Infectious disease expert Dr. Anthony Fauci suggested Monday that the “intense divisiveness” in U.S. politics likely contributed to the nation’s COVID-19 death toll, which surpassed 500,000 late Monday.
He said he doesn't believe that "a rich and sophisticated country" such as the United States" should have had the most percentage of deaths and be the "hardest-hit country in the world."
“I don’t know if this is true but it feels this way to me, as a public health person, that if you ever did not want to have an outbreak of any sort in a certain condition, it would be in the condition where there was intense divisiveness in society, which is what we have," said Fauci, who served on then-President Donald Trump’s White House Coronavirus Task Force.
"There’s Red states and Blue states, that are almost hostile to each other in some respects, because of political differences—I think that’s the worst possible ingredients to be able to address an outbreak of an infection that even, under the best of circumstances, would be a formidable challenge."

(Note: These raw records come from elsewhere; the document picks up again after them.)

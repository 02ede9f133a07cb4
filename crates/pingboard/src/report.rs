//! HTML dashboard renderer: an SVG donut chart plus a status page.
//!
//! Both artifacts come from embedded minijinja templates with HTML
//! auto-escaping, so labels and links from the source are inert.

use std::f64::consts::TAU;

use chrono::Local;
use minijinja::{AutoEscape, Environment, context};
use serde::Serialize;

use pingboard_config::Link;
use pingboard_core::{CoreError, Report, ReportRenderer, Snapshot};

const REPORT_TEMPLATE: &str = "report.html";
const CHART_TEMPLATE: &str = "status_chart.svg";

const CHART_TITLE: &str = "Endpoint status";
const RADIUS: f64 = 70.0;
// Center of the donut in chart coordinates.
const CX: f64 = 110.0;
const CY: f64 = 130.0;

const REACHABLE_COLOR: &str = "#4CAF50";
const UNREACHABLE_COLOR: &str = "#F44336";

pub struct HtmlRenderer {
    env: Environment<'static>,
    title: String,
    links: Vec<Link>,
}

impl HtmlRenderer {
    pub fn new(title: impl Into<String>, links: Vec<Link>) -> Result<Self, CoreError> {
        let mut env = Environment::new();
        env.set_auto_escape_callback(|_| AutoEscape::Html);
        env.add_template(REPORT_TEMPLATE, include_str!("../templates/report.html"))
            .map_err(template_error)?;
        env.add_template(CHART_TEMPLATE, include_str!("../templates/status_chart.svg"))
            .map_err(template_error)?;
        Ok(Self {
            env,
            title: title.into(),
            links,
        })
    }

    fn render_chart(&self, snapshot: &Snapshot) -> Result<String, CoreError> {
        let circumference = TAU * RADIUS;
        let total = snapshot.len();
        let mut segments = Vec::with_capacity(2);
        let mut start = 0.0;

        for (class, color, count) in [
            ("reachable", REACHABLE_COLOR, snapshot.reachable_count()),
            ("unreachable", UNREACHABLE_COLOR, snapshot.unreachable_count()),
        ] {
            if count == 0 {
                continue;
            }
            #[allow(clippy::cast_precision_loss, clippy::as_conversions)]
            let fraction = count as f64 / total as f64;
            let mid = TAU * (start + fraction / 2.0);
            segments.push(Segment {
                class,
                color,
                length: num(fraction * circumference),
                offset: num(-start * circumference),
                percent: format!("{:.1}", fraction * 100.0),
                label_x: num(CX + RADIUS * mid.sin()),
                label_y: num(CY - RADIUS * mid.cos()),
            });
            start += fraction;
        }

        self.env
            .get_template(CHART_TEMPLATE)
            .and_then(|tmpl| {
                tmpl.render(context! {
                    title => CHART_TITLE,
                    radius => num(RADIUS),
                    circumference => num(circumference),
                    segments,
                    total,
                    reachable => snapshot.reachable_count(),
                    unreachable => snapshot.unreachable_count(),
                })
            })
            .map_err(template_error)
    }

    fn render_page(&self, snapshot: &Snapshot, chart_file: &str) -> Result<String, CoreError> {
        let indicators: Vec<Indicator<'_>> = snapshot
            .outcomes()
            .iter()
            .map(|outcome| Indicator {
                identifier: outcome.endpoint.identifier(),
                label: outcome.endpoint.label(),
                class: if outcome.reachable {
                    "available"
                } else {
                    "unavailable"
                },
                status: outcome.status_label(),
            })
            .collect();
        let updated = snapshot
            .generated_at()
            .with_timezone(&Local)
            .format("%Y-%m-%d %H:%M:%S")
            .to_string();

        self.env
            .get_template(REPORT_TEMPLATE)
            .and_then(|tmpl| {
                tmpl.render(context! {
                    title => &self.title,
                    updated,
                    reachable => snapshot.reachable_count(),
                    unreachable => snapshot.unreachable_count(),
                    chart_file,
                    links => &self.links,
                    indicators,
                })
            })
            .map_err(template_error)
    }
}

impl ReportRenderer for HtmlRenderer {
    fn render(&self, snapshot: &Snapshot) -> Result<Report, CoreError> {
        let chart = self.render_chart(snapshot)?;
        let chart_file = Report::chart_file_name_for("svg");
        let markup = self.render_page(snapshot, &chart_file)?;
        Ok(Report {
            chart: chart.into_bytes(),
            chart_extension: "svg",
            markup,
        })
    }
}

#[derive(Serialize)]
struct Segment {
    class: &'static str,
    color: &'static str,
    length: String,
    offset: String,
    percent: String,
    label_x: String,
    label_y: String,
}

#[derive(Serialize)]
struct Indicator<'a> {
    identifier: &'a str,
    label: &'a str,
    class: &'static str,
    status: &'a str,
}

/// Two decimals, never "-0.00".
fn num(value: f64) -> String {
    let value = if value.abs() < 0.005 { 0.0 } else { value };
    format!("{value:.2}")
}

fn template_error(err: minijinja::Error) -> CoreError {
    CoreError::Render {
        message: err.to_string(),
    }
}

#[cfg(test)]
#[allow(clippy::unwrap_used)]
mod tests {
    use pingboard_core::{Endpoint, ProbeErrorKind, ProbeOutcome, summarize};

    use super::*;

    fn outcome(identifier: &str, label: &str, result: Result<bool, ProbeErrorKind>) -> ProbeOutcome {
        ProbeOutcome::from_result(
            Endpoint::new(identifier, label),
            result,
            1,
            std::time::Duration::from_millis(5),
        )
    }

    fn renderer() -> HtmlRenderer {
        HtmlRenderer::new(
            "Lab <status>",
            vec![Link {
                label: "Inventory".into(),
                url: "https://intranet.example/inventory".into(),
            }],
        )
        .unwrap()
    }

    #[test]
    fn indicators_keep_input_order_and_status_classes() {
        let snapshot = summarize(vec![
            outcome("10.0.0.3", "gamma", Ok(false)),
            outcome("10.0.0.1", "alpha", Ok(true)),
            outcome("10.0.0.2", "beta", Err(ProbeErrorKind::Timeout)),
        ]);
        let report = renderer().render(&snapshot).unwrap();
        let html = &report.markup;

        let gamma = html.find(">gamma</a>").unwrap();
        let alpha = html.find(">alpha</a>").unwrap();
        let beta = html.find(">beta</a>").unwrap();
        assert!(gamma < alpha && alpha < beta);

        assert!(html.contains(r#"href="http://10.0.0.1" target="_blank" class="label-box available""#));
        assert!(html.contains(r#"href="http://10.0.0.3" target="_blank" class="label-box unavailable""#));
        assert!(html.contains("10.0.0.2: timeout"));
        assert!(html.contains("Reachable: 1"));
        assert!(html.contains("Unreachable: 2"));
        assert!(html.contains(r#"<img src="status_chart.svg""#));
        assert!(html.contains(">Inventory</a>"));
    }

    #[test]
    fn labels_and_title_are_escaped() {
        let snapshot = summarize(vec![outcome("10.0.0.9", "<script>alert(1)</script>", Ok(true))]);
        let report = renderer().render(&snapshot).unwrap();

        assert!(!report.markup.contains("<script>"));
        assert!(report.markup.contains("&lt;script&gt;"));
        assert!(report.markup.contains("Lab &lt;status&gt;"));
    }

    #[test]
    fn chart_splits_ring_by_share() {
        let snapshot = summarize(vec![
            outcome("a", "a", Ok(true)),
            outcome("b", "b", Ok(true)),
            outcome("c", "c", Ok(true)),
            outcome("d", "d", Ok(false)),
        ]);
        let report = renderer().render(&snapshot).unwrap();
        let svg = String::from_utf8(report.chart).unwrap();

        assert_eq!(report.chart_extension, "svg");
        assert!(svg.starts_with("<svg"));
        // circumference 2π·70 ≈ 439.82; 75% ≈ 329.87, 25% ≈ 109.96
        assert!(svg.contains(r#"stroke-dasharray="329.87 439.82""#), "{svg}");
        assert!(svg.contains(r#"stroke-dasharray="109.96 439.82""#), "{svg}");
        assert!(svg.contains(r#"stroke-dashoffset="-329.87""#), "{svg}");
        assert!(svg.contains("75.0%"));
        assert!(svg.contains("25.0%"));
    }

    #[test]
    fn empty_snapshot_renders_placeholder() {
        let report = renderer().render(&summarize(Vec::new())).unwrap();
        let svg = String::from_utf8(report.chart).unwrap();

        assert!(!svg.contains("stroke-dasharray"));
        assert!(svg.contains("0 total"));
        assert!(report.markup.contains("No endpoints were listed."));
        assert!(report.markup.contains("Reachable: 0"));
    }

    #[test]
    fn num_never_prints_negative_zero() {
        assert_eq!(num(-0.0), "0.00");
        assert_eq!(num(-0.001), "0.00");
        assert_eq!(num(12.3456), "12.35");
    }
}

In his interview on Monday, Fauci placed blame on the recommendations of some U.S. governors, mayors, and Trump to ease parts of the country out of lockdown, despite rising CCP virus cases and deaths nationwide.
“When the American spirit is so divided, that really, really made me sad,” he said. “This is the worst thing that’s happened to this country with regard to the health of the nation in over 100 years.”
"I never encountered anyone at a senior level who was not deeply seized by the major weight of what we were facing. I do think that people did their best," he said.